GIVEN RECORDS below:

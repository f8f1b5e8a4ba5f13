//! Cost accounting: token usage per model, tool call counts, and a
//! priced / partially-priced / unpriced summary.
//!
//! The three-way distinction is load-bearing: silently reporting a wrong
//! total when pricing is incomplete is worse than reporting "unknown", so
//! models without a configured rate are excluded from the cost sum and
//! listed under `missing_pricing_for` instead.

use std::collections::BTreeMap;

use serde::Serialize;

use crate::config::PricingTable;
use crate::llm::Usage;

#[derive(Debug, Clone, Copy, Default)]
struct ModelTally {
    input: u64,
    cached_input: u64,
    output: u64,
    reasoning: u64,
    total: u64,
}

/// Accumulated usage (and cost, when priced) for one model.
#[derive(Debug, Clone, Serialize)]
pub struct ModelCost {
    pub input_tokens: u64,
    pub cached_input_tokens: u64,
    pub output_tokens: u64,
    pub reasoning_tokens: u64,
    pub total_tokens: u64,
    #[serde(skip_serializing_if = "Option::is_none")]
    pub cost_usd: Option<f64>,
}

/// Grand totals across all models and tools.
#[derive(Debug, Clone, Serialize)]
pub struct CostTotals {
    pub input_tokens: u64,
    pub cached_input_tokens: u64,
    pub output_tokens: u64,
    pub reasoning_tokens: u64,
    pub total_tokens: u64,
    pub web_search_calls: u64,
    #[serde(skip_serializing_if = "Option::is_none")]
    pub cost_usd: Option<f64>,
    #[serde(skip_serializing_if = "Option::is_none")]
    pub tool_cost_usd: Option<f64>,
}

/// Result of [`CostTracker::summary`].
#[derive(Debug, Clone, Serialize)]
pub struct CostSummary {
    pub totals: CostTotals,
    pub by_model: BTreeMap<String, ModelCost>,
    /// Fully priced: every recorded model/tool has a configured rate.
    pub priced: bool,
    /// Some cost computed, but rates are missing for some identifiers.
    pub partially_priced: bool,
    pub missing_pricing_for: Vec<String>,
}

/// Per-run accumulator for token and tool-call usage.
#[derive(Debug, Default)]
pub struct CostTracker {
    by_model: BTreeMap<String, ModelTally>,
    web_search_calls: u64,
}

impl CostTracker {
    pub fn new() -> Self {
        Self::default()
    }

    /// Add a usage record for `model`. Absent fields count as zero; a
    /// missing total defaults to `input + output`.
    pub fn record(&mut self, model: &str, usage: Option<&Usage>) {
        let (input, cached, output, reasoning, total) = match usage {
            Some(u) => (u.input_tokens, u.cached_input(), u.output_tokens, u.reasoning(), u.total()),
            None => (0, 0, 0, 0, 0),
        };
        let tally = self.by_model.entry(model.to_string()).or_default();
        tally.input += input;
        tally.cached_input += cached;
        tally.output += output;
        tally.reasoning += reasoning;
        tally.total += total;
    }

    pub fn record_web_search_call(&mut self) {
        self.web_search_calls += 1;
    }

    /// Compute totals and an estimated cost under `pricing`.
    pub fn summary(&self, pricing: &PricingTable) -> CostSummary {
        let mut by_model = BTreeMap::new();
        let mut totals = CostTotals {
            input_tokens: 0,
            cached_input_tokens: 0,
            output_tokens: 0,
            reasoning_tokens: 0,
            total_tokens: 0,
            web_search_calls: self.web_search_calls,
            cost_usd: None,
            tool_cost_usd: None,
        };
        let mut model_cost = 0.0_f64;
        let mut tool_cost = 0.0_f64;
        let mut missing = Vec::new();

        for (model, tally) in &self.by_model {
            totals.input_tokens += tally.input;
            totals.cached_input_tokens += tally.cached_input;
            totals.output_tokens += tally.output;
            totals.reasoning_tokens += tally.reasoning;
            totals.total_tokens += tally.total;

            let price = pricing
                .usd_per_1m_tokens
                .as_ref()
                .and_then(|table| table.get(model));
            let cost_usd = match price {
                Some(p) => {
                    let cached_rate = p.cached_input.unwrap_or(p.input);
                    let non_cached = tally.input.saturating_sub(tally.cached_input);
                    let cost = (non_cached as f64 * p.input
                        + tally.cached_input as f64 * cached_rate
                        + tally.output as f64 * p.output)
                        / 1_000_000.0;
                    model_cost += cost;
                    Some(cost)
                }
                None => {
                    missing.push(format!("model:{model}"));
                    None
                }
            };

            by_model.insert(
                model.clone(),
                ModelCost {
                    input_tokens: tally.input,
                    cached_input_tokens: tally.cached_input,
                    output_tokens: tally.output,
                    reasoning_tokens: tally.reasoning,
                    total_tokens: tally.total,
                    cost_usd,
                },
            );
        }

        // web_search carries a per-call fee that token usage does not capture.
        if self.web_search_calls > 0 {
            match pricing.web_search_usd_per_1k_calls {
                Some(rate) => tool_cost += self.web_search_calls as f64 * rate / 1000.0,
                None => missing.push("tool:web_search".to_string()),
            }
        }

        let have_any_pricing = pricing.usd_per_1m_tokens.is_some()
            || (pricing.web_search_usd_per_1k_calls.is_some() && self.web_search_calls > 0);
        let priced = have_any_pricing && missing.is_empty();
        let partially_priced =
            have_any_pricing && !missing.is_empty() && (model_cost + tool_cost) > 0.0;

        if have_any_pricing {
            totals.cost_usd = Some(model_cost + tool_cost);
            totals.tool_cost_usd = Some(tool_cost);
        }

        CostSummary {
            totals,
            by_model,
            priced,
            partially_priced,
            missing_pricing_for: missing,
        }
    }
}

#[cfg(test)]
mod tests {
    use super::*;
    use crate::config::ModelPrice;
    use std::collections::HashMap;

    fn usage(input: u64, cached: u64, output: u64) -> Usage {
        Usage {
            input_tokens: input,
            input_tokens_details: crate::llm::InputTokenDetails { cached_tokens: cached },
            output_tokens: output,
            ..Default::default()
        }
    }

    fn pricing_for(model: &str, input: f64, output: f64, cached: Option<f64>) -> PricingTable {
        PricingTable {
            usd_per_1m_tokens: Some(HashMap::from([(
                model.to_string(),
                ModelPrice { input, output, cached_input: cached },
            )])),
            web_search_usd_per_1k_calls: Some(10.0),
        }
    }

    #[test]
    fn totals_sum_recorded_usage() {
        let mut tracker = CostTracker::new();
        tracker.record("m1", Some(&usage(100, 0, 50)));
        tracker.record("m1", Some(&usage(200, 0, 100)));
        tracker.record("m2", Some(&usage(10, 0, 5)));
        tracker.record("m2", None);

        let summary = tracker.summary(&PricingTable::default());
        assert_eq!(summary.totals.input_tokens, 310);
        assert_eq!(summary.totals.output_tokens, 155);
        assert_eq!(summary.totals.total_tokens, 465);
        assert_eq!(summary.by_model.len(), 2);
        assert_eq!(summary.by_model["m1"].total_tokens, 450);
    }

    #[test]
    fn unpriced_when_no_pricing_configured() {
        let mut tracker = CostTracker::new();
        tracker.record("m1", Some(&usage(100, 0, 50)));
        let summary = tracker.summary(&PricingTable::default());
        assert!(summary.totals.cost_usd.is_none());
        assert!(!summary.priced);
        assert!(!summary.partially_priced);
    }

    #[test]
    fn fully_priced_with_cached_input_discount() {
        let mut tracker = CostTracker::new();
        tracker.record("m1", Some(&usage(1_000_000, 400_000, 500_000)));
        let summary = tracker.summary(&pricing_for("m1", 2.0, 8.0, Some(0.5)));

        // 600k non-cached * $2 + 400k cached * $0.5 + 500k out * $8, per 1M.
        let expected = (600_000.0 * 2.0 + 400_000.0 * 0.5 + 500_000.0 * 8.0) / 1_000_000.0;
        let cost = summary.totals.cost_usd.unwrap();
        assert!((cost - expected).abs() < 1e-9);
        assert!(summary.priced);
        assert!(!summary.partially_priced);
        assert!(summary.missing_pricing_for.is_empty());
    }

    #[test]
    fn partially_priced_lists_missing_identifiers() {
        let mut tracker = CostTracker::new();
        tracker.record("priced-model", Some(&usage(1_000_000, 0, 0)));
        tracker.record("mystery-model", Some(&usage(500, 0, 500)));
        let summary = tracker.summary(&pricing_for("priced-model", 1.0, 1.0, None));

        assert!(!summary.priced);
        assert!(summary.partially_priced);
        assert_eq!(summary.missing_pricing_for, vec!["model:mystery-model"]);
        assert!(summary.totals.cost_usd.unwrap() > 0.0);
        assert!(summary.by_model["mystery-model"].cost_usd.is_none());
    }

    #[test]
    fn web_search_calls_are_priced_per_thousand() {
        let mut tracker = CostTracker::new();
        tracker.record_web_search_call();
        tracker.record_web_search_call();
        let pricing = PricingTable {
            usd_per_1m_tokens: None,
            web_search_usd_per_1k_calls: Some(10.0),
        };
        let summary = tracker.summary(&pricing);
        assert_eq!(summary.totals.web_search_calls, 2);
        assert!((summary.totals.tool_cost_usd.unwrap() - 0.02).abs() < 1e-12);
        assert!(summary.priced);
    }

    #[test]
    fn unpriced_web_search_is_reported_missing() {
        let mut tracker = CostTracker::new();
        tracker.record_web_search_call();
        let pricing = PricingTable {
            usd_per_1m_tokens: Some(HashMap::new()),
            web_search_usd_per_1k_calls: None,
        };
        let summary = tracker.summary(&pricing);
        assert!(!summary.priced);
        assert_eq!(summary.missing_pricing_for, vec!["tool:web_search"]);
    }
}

End of GIVEN RECORDS.

Number of lines holding "ModelPrice" in the data: give it, with nothing else.

* EXERCISE OUTPUT: 2